▶ **Problem statement**
How many separate lines of the data contain "match"? Give the count and nothing else.

----- Data under study -----

//! Identity registry
//!
//! Owns every piece of per-identity state: identity records, the session
//! token index, the key vault and the message cache. All of it sits behind a
//! single mutex, so the username uniqueness check is atomic with insertion
//! and erasure removes everything for an identity in one lock hold.

use std::collections::VecDeque;
use std::sync::{Arc, Mutex, MutexGuard};

use core::time::Duration;

use hashbrown::HashMap;
use tracing::{debug, error, info, warn};

use crate::config::RelayConfig;
use crate::errors::{RelayError, Result};
use crate::identity::{normalize_username, Identity};
use crate::message::{FetchedMessage, MessageContent, MessageRecord, Recipient};
use crate::types::{IdentityHandle, MessageId, SessionToken, SystemTimeSource, TimeSource};
use crate::vault::KeyVault;

// ----------------------------------------------------------------------------
// Public Records
// ----------------------------------------------------------------------------

/// What a successful join hands back to the client
#[derive(Debug, Clone, PartialEq, Eq)]
pub struct JoinReceipt {
    pub session_token: SessionToken,
    pub identity_handle: IdentityHandle,
    pub username: String,
}

/// Counts of live per-identity state
#[derive(Debug, Clone, Copy, PartialEq, Eq, Default)]
pub struct RegistryStats {
    pub identities: usize,
    pub sessions: usize,
    pub keys: usize,
    pub cached_messages: usize,
}

// ----------------------------------------------------------------------------
// Relay State
// ----------------------------------------------------------------------------

#[derive(Debug, Default)]
struct RelayState {
    identities: HashMap<IdentityHandle, Identity>,
    sessions: HashMap<SessionToken, IdentityHandle>,
    vault: KeyVault,
    mailboxes: HashMap<IdentityHandle, VecDeque<MessageRecord>>,
}

impl RelayState {
    fn resolve(&self, token: &SessionToken) -> Result<IdentityHandle> {
        self.sessions
            .get(token)
            .copied()
            .filter(|handle| self.identities.contains_key(handle))
            .ok_or(RelayError::InvalidSession)
    }

    fn identity_mut(&mut self, token: &SessionToken) -> Result<&mut Identity> {
        let handle = self.resolve(token)?;
        self.identities
            .get_mut(&handle)
            .ok_or(RelayError::InvalidSession)
    }

    /// The only deletion path: identity, token, key and mailbox go together
    fn erase(&mut self, handle: &IdentityHandle) -> bool {
        let identity = self.identities.remove(handle);
        if let Some(identity) = &identity {
            self.sessions.remove(&identity.session_token());
        }
        self.vault.revoke_key(handle);
        self.mailboxes.remove(handle);
        identity.is_some()
    }
}

// ----------------------------------------------------------------------------
// Identity Registry
// ----------------------------------------------------------------------------

/// Registry of live anonymous identities
pub struct IdentityRegistry {
    state: Mutex<RelayState>,
    config: RelayConfig,
    time_source: Arc<dyn TimeSource>,
}

impl core::fmt::Debug for IdentityRegistry {
    fn fmt(&self, f: &mut core::fmt::Formatter<'_>) -> core::fmt::Result {
        f.debug_struct("IdentityRegistry")
            .field("config", &self.config)
            .finish_non_exhaustive()
    }
}

impl IdentityRegistry {
    /// Create a registry using the wall clock
    pub fn new(config: RelayConfig) -> Result<Self> {
        Self::with_time_source(config, Arc::new(SystemTimeSource))
    }

    /// Create a registry with an injected clock
    pub fn with_time_source(config: RelayConfig, time_source: Arc<dyn TimeSource>) -> Result<Self> {
        config.validate()?;
        Ok(Self {
            state: Mutex::new(RelayState::default()),
            config,
            time_source,
        })
    }

    pub fn config(&self) -> &RelayConfig {
        &self.config
    }

    fn lock(&self) -> Result<MutexGuard<'_, RelayState>> {
        self.state.lock().map_err(|_| {
            error!("Relay state lock poisoned");
            RelayError::StatePoisoned
        })
    }

    // ------------------------------------------------------------------------
    // Session Lifecycle
    // ------------------------------------------------------------------------

    /// Register a new anonymous identity under `username`
    pub fn join(&self, username: &str) -> Result<JoinReceipt> {
        let username = normalize_username(username, &self.config).map_err(|e| {
            warn!("Rejected join: {}", e);
            e
        })?;

        let mut guard = self.lock()?;
        let state = &mut *guard;

        if state
            .identities
            .values()
            .any(|identity| identity.has_username(&username))
        {
            warn!("Rejected join: username {} already taken", username);
            return Err(RelayError::username_taken(username));
        }

        let identity = Identity::create(username, self.time_source.now());
        let handle = identity.handle();
        let token = identity.session_token();

        if state.identities.contains_key(&handle) || state.sessions.contains_key(&token) {
            error!("Identifier collision while creating identity {}", handle);
            return Err(RelayError::DuplicateIdentity { handle });
        }
        match state.vault.issue_key(handle) {
            Ok(record) => debug!("Issued key {} for identity {}", record.fingerprint(), handle),
            Err(e) => {
                error!("Key vault out of sync with registry: {}", e);
                return Err(e);
            }
        }

        let receipt = JoinReceipt {
            session_token: token,
            identity_handle: handle,
            username: identity.username().to_string(),
        };

        state.sessions.insert(token, handle);
        state.mailboxes.insert(handle, VecDeque::new());
        state.identities.insert(handle, identity);

        info!("Identity {} joined as {}", handle, receipt.username);
        Ok(receipt)
    }

    /// Resolve a session token and record activity
    pub fn touch(&self, token: &SessionToken) -> Result<IdentityHandle> {
        let now = self.time_source.now();
        let mut state = self.lock()?;
        let identity = state.identity_mut(token)?;
        identity.touch(now);
        Ok(identity.handle())
    }

    /// Resolve a session token without recording activity
    pub fn resolve(&self, token: &SessionToken) -> Result<IdentityHandle> {
        self.lock()?.resolve(token)
    }

    /// Erase the identity behind `token`; unknown tokens are a no-op
    pub fn leave(&self, token: &SessionToken) -> Result<()> {
        let mut state = self.lock()?;
        if let Ok(handle) = state.resolve(token) {
            state.erase(&handle);
            info!("Identity {} left", handle);
        } else {
            debug!("Leave for unknown session ignored");
        }
        Ok(())
    }

    /// Usernames of all live identities, for presence display
    pub fn list_usernames(&self) -> Result<Vec<String>> {
        let state = self.lock()?;
        let mut usernames: Vec<String> = state
            .identities
            .values()
            .map(|identity| identity.username().to_string())
            .collect();
        usernames.sort_by_key(|name| name.to_lowercase());
        Ok(usernames)
    }

    /// Erase every trace of `handle`; returns whether it was live
    pub fn erase(&self, handle: &IdentityHandle) -> Result<bool> {
        Ok(self.lock()?.erase(handle))
    }

    /// Erase every identity
    pub fn clear(&self) -> Result<usize> {
        let mut state = self.lock()?;
        let handles: Vec<IdentityHandle> = state.identities.keys().copied().collect();
        for handle in &handles {
            state.erase(handle);
        }
        info!("Erased all {} identities", handles.len());
        Ok(handles.len())
    }

    pub fn stats(&self) -> Result<RegistryStats> {
        let state = self.lock()?;
        Ok(RegistryStats {
            identities: state.identities.len(),
            sessions: state.sessions.len(),
            keys: state.vault.len(),
            cached_messages: state.mailboxes.values().map(VecDeque::len).sum(),
        })
    }

    // ------------------------------------------------------------------------
    // Expiry Support
    // ------------------------------------------------------------------------

    /// Snapshot of identities whose inactivity exceeds `threshold`
    pub fn inactive_handles(&self, threshold: Duration) -> Result<Vec<IdentityHandle>> {
        let now = self.time_source.now();
        let threshold_ms = threshold.as_millis() as u64;
        let state = self.lock()?;
        Ok(state
            .identities
            .values()
            .filter(|identity| identity.is_expired(now, threshold_ms))
            .map(Identity::handle)
            .collect())
    }

    /// Erase `handle` only if it is still live and still inactive
    pub fn expire_if_inactive(&self, handle: &IdentityHandle, threshold: Duration) -> Result<bool> {
        let now = self.time_source.now();
        let threshold_ms = threshold.as_millis() as u64;
        let mut state = self.lock()?;

        let still_expired = state
            .identities
            .get(handle)
            .is_some_and(|identity| identity.is_expired(now, threshold_ms));
        if !still_expired {
            return Ok(false);
        }
        Ok(state.erase(handle))
    }

    // ------------------------------------------------------------------------
    // Message Cache
    // ------------------------------------------------------------------------

    /// Encrypt and cache an outbound message for the sender behind `token`
    pub(crate) fn record_outbound(
        &self,
        token: &SessionToken,
        plaintext: &[u8],
        recipient: Recipient,
    ) -> Result<MessageRecord> {
        let now = self.time_source.now();
        let mut guard = self.lock()?;
        let state = &mut *guard;

        let identity = state.identity_mut(token)?;
        check_message_body(plaintext, self.config.max_message_bytes)?;
        identity.touch(now);
        let handle = identity.handle();
        let sender_username = identity.username().to_string();

        let ciphertext = state.vault.encrypt(&handle, plaintext).map_err(|e| {
            error!("Encryption failed for identity {}: {}", handle, e);
            RelayError::send_failed(e.to_string())
        })?;

        let record = MessageRecord {
            id: MessageId::generate(),
            sender_handle: handle,
            sender_username,
            ciphertext,
            recipient,
            timestamp: now,
        };

        let mailbox = state.mailboxes.entry(handle).or_default();
        while mailbox.len() >= self.config.max_cached_messages {
            mailbox.pop_front();
        }
        mailbox.push_back(record.clone());

        Ok(record)
    }

    /// Decrypt the cached messages of the caller behind `token`
    pub(crate) fn read_mailbox(&self, token: &SessionToken) -> Result<Vec<FetchedMessage>> {
        let now = self.time_source.now();
        let mut guard = self.lock()?;
        let state = &mut *guard;

        let identity = state.identity_mut(token)?;
        identity.touch(now);
        let handle = identity.handle();

        let Some(mailbox) = state.mailboxes.get(&handle) else {
            return Ok(Vec::new());
        };

        let messages = mailbox
            .iter()
            .map(|record| {
                let content = if record.sender_handle == handle {
                    match state.vault.decrypt(&handle, &record.ciphertext) {
                        Ok(bytes) => String::from_utf8(bytes)
                            .map(MessageContent::Plaintext)
                            .unwrap_or(MessageContent::Undecryptable),
                        Err(e) => {
                            debug!("Cached message {} unreadable: {}", record.id, e);
                            MessageContent::Undecryptable
                        }
                    }
                } else {
                    MessageContent::Undecryptable
                };
                FetchedMessage::from_record(record, content)
            })
            .collect();

        Ok(messages)
    }

    #[cfg(test)]
    pub(crate) fn poison_state(&self) {
        let _ = std::thread::scope(|scope| {
            scope
                .spawn(|| {
                    let _guard = self.state.lock();
                    panic!("relay state poisoned on purpose");
                })
                .join()
        });
    }

    #[cfg(test)]
    fn corrupt_cached_message(&self, handle: &IdentityHandle, index: usize) {
        let mut state = self.lock().unwrap();
        let record = &mut state.mailboxes.get_mut(handle).unwrap()[index];
        let last = record.ciphertext.len() - 1;
        record.ciphertext[last] ^= 0xFF;
    }
}

fn check_message_body(plaintext: &[u8], limit: usize) -> Result<()> {
    if plaintext.is_empty() {
        return Err(RelayError::invalid_message("message must not be empty"));
    }
    if plaintext.len() > limit {
        return Err(RelayError::invalid_message(format!(
            "message is {} bytes, limit is {}",
            plaintext.len(),
            limit
        )));
    }
    Ok(())
}

// ----------------------------------------------------------------------------
// Tests
// ----------------------------------------------------------------------------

-----

▶ **Answer box**
2